En rendant hommage à Zghal, le souhait profond est de saluer sa mémoire et également d’exprimer une dette de reconnaissance envers celui qui fut, sans y prétendre ni le vouloir, le maître de la sociologie tunisienne et dont le souvenir restera associé à une âme joviale et heureuse. Il ne s’est jamais plaint, ni exprimé un regret, ni dit le mal qui le rongeait de l’intérieur alors qu’il souffrait et savait qu’il était gravement atteint par la maladie. Il était, tout le temps, accueillant et prêt à s’embarquer pour une nouvelle recherche, une nouvelle aventure de l’esprit, un autre débat d’idées et de société.
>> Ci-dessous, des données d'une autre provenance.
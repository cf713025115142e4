//! The per-dispatch pipeline engine.
//!
//! One call to [`run`] executes a process on a core until it yields: the
//! program ends, the quantum expires, an I/O request blocks it, or a memory
//! error kills it. Five stage threads run concurrently, linked by the
//! single-token latches; a watchdog thread guards liveness.
//!
//! Teardown is cooperative. Whoever decides to stop (fetch on quantum or
//! program end, a stage on error via the end flags, the watchdog on
//! livelock) arranges for a drain token to enter IF/ID; every stage forwards
//! it after leaving its loop, and write-back alone commits the
//! `program_ended` flag it carries.

use std::sync::atomic::{AtomicBool, AtomicU32, AtomicU64, Ordering};
use std::sync::Mutex;
use std::time::Duration;

use log::{debug, warn};

use crate::isa::{Op, END_SENTINEL};
use crate::mem::MemoryHierarchy;
use crate::process::io::IoRequest;
use crate::process::{Pcb, State};

use super::control::{self, StageContext};
use super::hazards::{HazardUnit, LOAD_HAZARD_TIMEOUT};
use super::latch::StageLatches;
use super::token::PipelineToken;

/// Watchdog poll interval.
const WATCHDOG_POLL: Duration = Duration::from_millis(5);

/// Polls without progress before a stuck (non-idle) pipeline is reset.
const STUCK_ROUNDS_LIMIT: u32 = 3;

/// What one dispatch produced.
#[derive(Debug, Default)]
pub struct BurstResult {
    /// Instructions issued by fetch during this dispatch.
    pub issued: u32,
    /// I/O requests emitted; handed to the I/O manager if the process
    /// blocked.
    pub io_requests: Vec<IoRequest>,
}

/// Runs `proc` on the pipeline until it yields, and applies the resulting
/// state transition to the PCB.
pub fn run(
    proc: &Pcb,
    mem: &MemoryHierarchy,
    core_id: usize,
    enforce_quantum: bool,
) -> BurstResult {
    let latches = StageLatches::new();
    let hazards = HazardUnit::new();
    let io_requests = Mutex::new(Vec::new());
    let end_program = AtomicBool::new(false);
    let end_execution = AtomicBool::new(false);
    let progress = AtomicU64::new(0);
    let issued = AtomicU32::new(0);
    let stop_watchdog = AtomicBool::new(false);

    proc.record_core(core_id);

    let cx = StageContext {
        proc,
        mem,
        hazards: &hazards,
        latches: &latches,
        io_requests: &io_requests,
        end_program: &end_program,
        end_execution: &end_execution,
    };
    let cx = &cx;

    std::thread::scope(|s| {
        s.spawn(|| watchdog_loop(cx, &progress, &stop_watchdog));

        let fetch = s.spawn(|| fetch_loop(cx, &issued, &progress, enforce_quantum));
        let decode = s.spawn(|| decode_loop(cx, &progress));
        let execute = s.spawn(|| execute_loop(cx, &progress));
        let memory = s.spawn(|| memory_loop(cx, &progress));
        let writeback = s.spawn(|| writeback_loop(cx, &progress));

        let _ = fetch.join();
        let _ = decode.join();
        let _ = execute.join();
        let _ = memory.join();
        let _ = writeback.join();

        stop_watchdog.store(true, Ordering::Release);
    });

    let issued = issued.load(Ordering::Relaxed);
    proc.burst.fetch_add(issued as u64, Ordering::Relaxed);

    if end_program.load(Ordering::Acquire) || proc.fault_message().is_some() {
        proc.state.store(State::Finished);
    } else if proc.state.load() != State::Blocked {
        proc.state.store(State::Ready);
    }

    BurstResult {
        issued,
        io_requests: io_requests.into_inner().unwrap(),
    }
}

fn mark(progress: &AtomicU64) {
    progress.fetch_add(1, Ordering::Relaxed);
}

fn fetch_loop(cx: &StageContext, issued: &AtomicU32, progress: &AtomicU64, enforce_quantum: bool) {
    let mut drain_sent = false;
    loop {
        if cx.end_execution.load(Ordering::Acquire) {
            break;
        }
        if cx.end_program.load(Ordering::Acquire) {
            cx.latches.if_id.push(PipelineToken::drain(true));
            mark(progress);
            drain_sent = true;
            break;
        }

        let (word, epoch, pc) = match control::fetch_instruction(cx) {
            Ok(fetched) => fetched,
            Err(err) => {
                warn!("pid={} fetch fault: {}", cx.proc.pid, err);
                cx.proc.record_fault(err);
                cx.end_program.store(true, Ordering::Release);
                cx.end_execution.store(true, Ordering::Release);
                break;
            }
        };

        // A branch resolved since this PC was sampled; refetch from the new
        // target instead of issuing a known-stale token.
        if cx.hazards.take_branch_taken() {
            continue;
        }

        if word == END_SENTINEL {
            // Let execute see the END and raise the program-ended flag, then
            // drain behind it.
            cx.latches.if_id.push(PipelineToken::fetched(pc, epoch, word));
            mark(progress);
            cx.latches.if_id.push(PipelineToken::drain(false));
            mark(progress);
            drain_sent = true;
            break;
        }

        if !cx.latches.if_id.push(PipelineToken::fetched(pc, epoch, word)) {
            // The latch is draining (watchdog recovery) and refused the
            // token. The instruction never entered the pipeline, so rewind
            // the PC and let the next dispatch refetch it.
            *cx.proc.pc.lock().unwrap() = pc;
            break;
        }
        mark(progress);

        let count = issued.fetch_add(1, Ordering::Relaxed) + 1;
        cx.proc
            .counters
            .pipeline_cycles
            .fetch_add(1, Ordering::Relaxed);

        if enforce_quantum && count >= cx.proc.quantum.load(Ordering::Relaxed) {
            debug!("pid={} quantum expired after {} issued", cx.proc.pid, count);
            cx.end_execution.store(true, Ordering::Release);
            break;
        }
    }

    if !drain_sent {
        let program_ended = cx.end_program.load(Ordering::Acquire);
        cx.latches.if_id.push(PipelineToken::drain(program_ended));
        mark(progress);
    }
}

fn decode_loop(cx: &StageContext, progress: &AtomicU64) {
    while let Some(mut token) = cx.latches.if_id.pop() {
        mark(progress);
        if token.terminate {
            cx.latches.id_ex.push(token);
            mark(progress);
            break;
        }
        if !token.valid {
            continue;
        }
        let Some(data) = token.data.as_mut() else {
            continue;
        };

        if data.epoch != cx.hazards.epoch() {
            // Stale token from before a flush. Any load hazard it might have
            // satisfied will never arrive; clear so decode cannot wedge.
            cx.hazards.clear_load(None);
            continue;
        }

        cx.proc
            .counters
            .stage_invocations
            .fetch_add(1, Ordering::Relaxed);
        control::decode(token.instruction, data);

        if data.epoch != cx.hazards.epoch() {
            continue;
        }

        if cx.hazards.load_conflicts(data) {
            cx.proc.counters.stall_events.fetch_add(1, Ordering::Relaxed);
            if !cx.hazards.wait_load_clear(data, LOAD_HAZARD_TIMEOUT) {
                warn!(
                    "pid={} load-use stall timed out at pc={:#x}",
                    cx.proc.pid, data.pc
                );
            }
        }

        if data.op == Op::Lw {
            if let Some(name) = data.target_reg {
                cx.hazards.mark_load(name);
            }
        }

        token.instruction = 0;
        cx.latches.id_ex.push(token);
        mark(progress);
    }
}

fn execute_loop(cx: &StageContext, progress: &AtomicU64) {
    while let Some(mut token) = cx.latches.id_ex.pop() {
        mark(progress);
        if token.terminate {
            cx.latches.ex_mem.push(token);
            mark(progress);
            break;
        }
        if !token.valid {
            continue;
        }
        let Some(data) = token.data.as_mut() else {
            continue;
        };

        if data.epoch != cx.hazards.epoch() {
            cx.hazards.clear_load(None);
            continue;
        }

        cx.proc
            .counters
            .stage_invocations
            .fetch_add(1, Ordering::Relaxed);

        if let Err(err) = control::execute(data, cx) {
            stage_fault(cx, "execute", err);
            continue;
        }

        cx.latches.ex_mem.push(token);
        mark(progress);
    }
}

fn memory_loop(cx: &StageContext, progress: &AtomicU64) {
    while let Some(mut token) = cx.latches.ex_mem.pop() {
        mark(progress);
        if token.terminate {
            cx.latches.mem_wb.push(token);
            mark(progress);
            break;
        }
        if !token.valid {
            continue;
        }
        let Some(data) = token.data.as_mut() else {
            continue;
        };

        cx.proc
            .counters
            .stage_invocations
            .fetch_add(1, Ordering::Relaxed);

        if let Err(err) = control::memory_access(data, cx) {
            stage_fault(cx, "memory", err);
            continue;
        }

        cx.latches.mem_wb.push(token);
        mark(progress);
    }
}

fn writeback_loop(cx: &StageContext, progress: &AtomicU64) {
    while let Some(token) = cx.latches.mem_wb.pop() {
        mark(progress);
        if token.terminate {
            if token.program_ended {
                cx.end_program.store(true, Ordering::Release);
            }
            break;
        }
        if !token.valid {
            continue;
        }
        let Some(data) = token.data.as_ref() else {
            continue;
        };

        cx.proc
            .counters
            .stage_invocations
            .fetch_add(1, Ordering::Relaxed);
        control::write_back(data, cx);
        cx.proc
            .counters
            .instructions_completed
            .fetch_add(1, Ordering::Relaxed);
    }
}

/// A memory error inside a stage terminates the process: record it, raise
/// both end flags, and keep draining so the pipeline unwinds cleanly.
fn stage_fault(cx: &StageContext, stage: &str, err: crate::common::MemoryError) {
    warn!("pid={} {} fault: {}", cx.proc.pid, stage, err);
    cx.proc.record_fault(err);
    cx.hazards.clear_load(None);
    cx.end_program.store(true, Ordering::Release);
    cx.end_execution.store(true, Ordering::Release);
}

/// Liveness net: watches a progress counter bumped by every stage action.
///
/// An idle pipeline with no progress is drained (the process retries later);
/// a stuck pipeline with a token in flight is reset to that token's PC and
/// drained.
fn watchdog_loop(cx: &StageContext, progress: &AtomicU64, stop: &AtomicBool) {
    let mut last = progress.load(Ordering::Relaxed);
    let mut stuck_rounds: u32 = 0;

    while !stop.load(Ordering::Acquire) {
        std::thread::sleep(WATCHDOG_POLL);
        let now = progress.load(Ordering::Relaxed);

        if now != last {
            stuck_rounds = 0;
            last = now;
            continue;
        }
        stuck_rounds += 1;

        let ended =
            cx.end_execution.load(Ordering::Acquire) || cx.end_program.load(Ordering::Acquire);
        let idle = !cx.latches.any_token();

        if idle && !ended {
            warn!("pid={} watchdog: idle pipeline, draining", cx.proc.pid);
            cx.end_execution.store(true, Ordering::Release);
            cx.latches.if_id.push(PipelineToken::drain(false));
            mark(progress);
            cx.latches.stop_all();
        } else if !idle && stuck_rounds >= STUCK_ROUNDS_LIMIT && !ended {
            warn!("pid={} watchdog: stuck pipeline, resetting", cx.proc.pid);
            cx.hazards.clear_load(None);
            if let Some(pc) = cx.latches.if_id.peek_pc() {
                *cx.proc.pc.lock().unwrap() = pc;
            }
            cx.end_execution.store(true, Ordering::Release);
            cx.latches.flush_all();
            cx.latches
                .if_id
                .push(PipelineToken::drain(cx.end_program.load(Ordering::Acquire)));
            mark(progress);
            cx.latches.stop_all();
        }

        last = now;
    }
}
Par son ouverture d’esprit et son éthique égalitaire et démocratique, solidaire de l’écoute de l’Autre – quel que soit son statut ou sa position dans l’espace politique et idéologique –, il imposait le respect et la révérence, malgré sa profonde et authentique modestie.
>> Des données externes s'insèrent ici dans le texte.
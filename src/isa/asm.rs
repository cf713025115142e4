//! Instruction word encoders.
//!
//! Small helpers for hand-assembling programs in demos and tests. Registers
//! are given by name and resolved through [`regs::index_of`]; unknown names
//! encode as register zero.

use super::{funct, opcodes, regs};

fn reg(name: &str) -> u32 {
    regs::index_of(name).unwrap_or(0)
}

fn rtype(f: u32, rd: &str, rs: &str, rt: &str) -> u32 {
    (opcodes::OP_RTYPE << 26) | (reg(rs) << 21) | (reg(rt) << 16) | (reg(rd) << 11) | f
}

fn itype(op: u32, rt: &str, rs: &str, imm: i16) -> u32 {
    (op << 26) | (reg(rs) << 21) | (reg(rt) << 16) | (imm as u16 as u32)
}

pub fn add(rd: &str, rs: &str, rt: &str) -> u32 {
    rtype(funct::ADD, rd, rs, rt)
}

pub fn sub(rd: &str, rs: &str, rt: &str) -> u32 {
    rtype(funct::SUB, rd, rs, rt)
}

pub fn mult(rd: &str, rs: &str, rt: &str) -> u32 {
    rtype(funct::MULT, rd, rs, rt)
}

pub fn div(rd: &str, rs: &str, rt: &str) -> u32 {
    rtype(funct::DIV, rd, rs, rt)
}

pub fn addi(rt: &str, rs: &str, imm: i16) -> u32 {
    itype(opcodes::OP_ADDI, rt, rs, imm)
}

pub fn slti(rt: &str, rs: &str, imm: i16) -> u32 {
    itype(opcodes::OP_SLTI, rt, rs, imm)
}

pub fn li(rt: &str, imm: i16) -> u32 {
    itype(opcodes::OP_LI, rt, "zero", imm)
}

pub fn lw(rt: &str, base: &str, offset: i16) -> u32 {
    itype(opcodes::OP_LW, rt, base, offset)
}

pub fn sw(rt: &str, base: &str, offset: i16) -> u32 {
    itype(opcodes::OP_SW, rt, base, offset)
}

pub fn la(rt: &str, base: &str, offset: i16) -> u32 {
    itype(opcodes::OP_LA, rt, base, offset)
}

/// Branch offset is in instruction words relative to the delay-less next PC.
pub fn beq(rs: &str, rt: &str, offset: i16) -> u32 {
    itype(opcodes::OP_BEQ, rt, rs, offset)
}

pub fn bne(rs: &str, rt: &str, offset: i16) -> u32 {
    itype(opcodes::OP_BNE, rt, rs, offset)
}

pub fn blt(rs: &str, rt: &str, offset: i16) -> u32 {
    itype(opcodes::OP_BLT, rt, rs, offset)
}

pub fn bgt(rs: &str, rt: &str, offset: i16) -> u32 {
    itype(opcodes::OP_BGT, rt, rs, offset)
}

/// Jump to an absolute byte address (26-bit field).
pub fn j(target: u32) -> u32 {
    (opcodes::OP_J << 26) | (target & 0x03ff_ffff)
}

/// PRINT the value of a register.
pub fn print_reg(rt: &str) -> u32 {
    (opcodes::OP_PRINT << 26) | (reg(rt) << 16)
}

/// PRINT the memory word at an absolute address.
pub fn print_addr(addr: u16) -> u32 {
    (opcodes::OP_PRINT << 26) | addr as u32
}

pub fn end() -> u32 {
    opcodes::OP_END << 26
}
En dehors de la sociologie qui était sa vocation et son métier, Zghal aimait la littérature, celle qui avait une dimension historico-sociale et un style d’écriture voyageant entre le Soi et l’Autre, le local et le global, le particulier et l’universel. Ses écrivains préférés étaient, sans doute, les anti-conformistes: Ali Douaji et son Voyage entre les bars de la Méditerranée (1932), Béchir Khraïef avec Addigla fi ‘arajinha («Les dattes dans leurs régimes») (1969) et HassounaMesbahi dont le dernier roman Achwâkwayasamin («Des épines et du jasmin») paru en 2015 aurait plu à notre ami disparu. L’objet du roman est la révolution tunisienne analysée au prisme de la théorie khaldounienne de la montée des bédouins à l’assaut de la cité et de la civilisation urbaine. Le romancier clôt son roman historique et autobiographique par un passage que je traduis ici librement – bitasarruf comme on dit en langue arabe. Ce passage dénote de l’errance et de l’incertitude prévalant en face de l’inconnu ; ce qui n’est pas sans rappeler l’itinéraire du sociologue, de la sociologie et de la Tunisie durant plus d’un demi-siècle: « (...) J’ai traversé le cercle des oiseaux marins qui n’avaient pas, cette fois, peur de moi, comme lors des rencontres précédentes. Ils m’ont même laissé passer parmi eux, comme si j’étais un des leurs. Peut-être qu’ils croyaient que j’étais un oiseau, avant d’être transfiguré en un animal étrange, aux membres imposants, avec une grosse tête et peu de plumes, un bec en chair traversé de deux grandes narines et deux ailes pendantes semblables à des roseaux placés des deux côtés, me tirant toujours vers le bas, pour m’empêcher de... prendre mon envol.»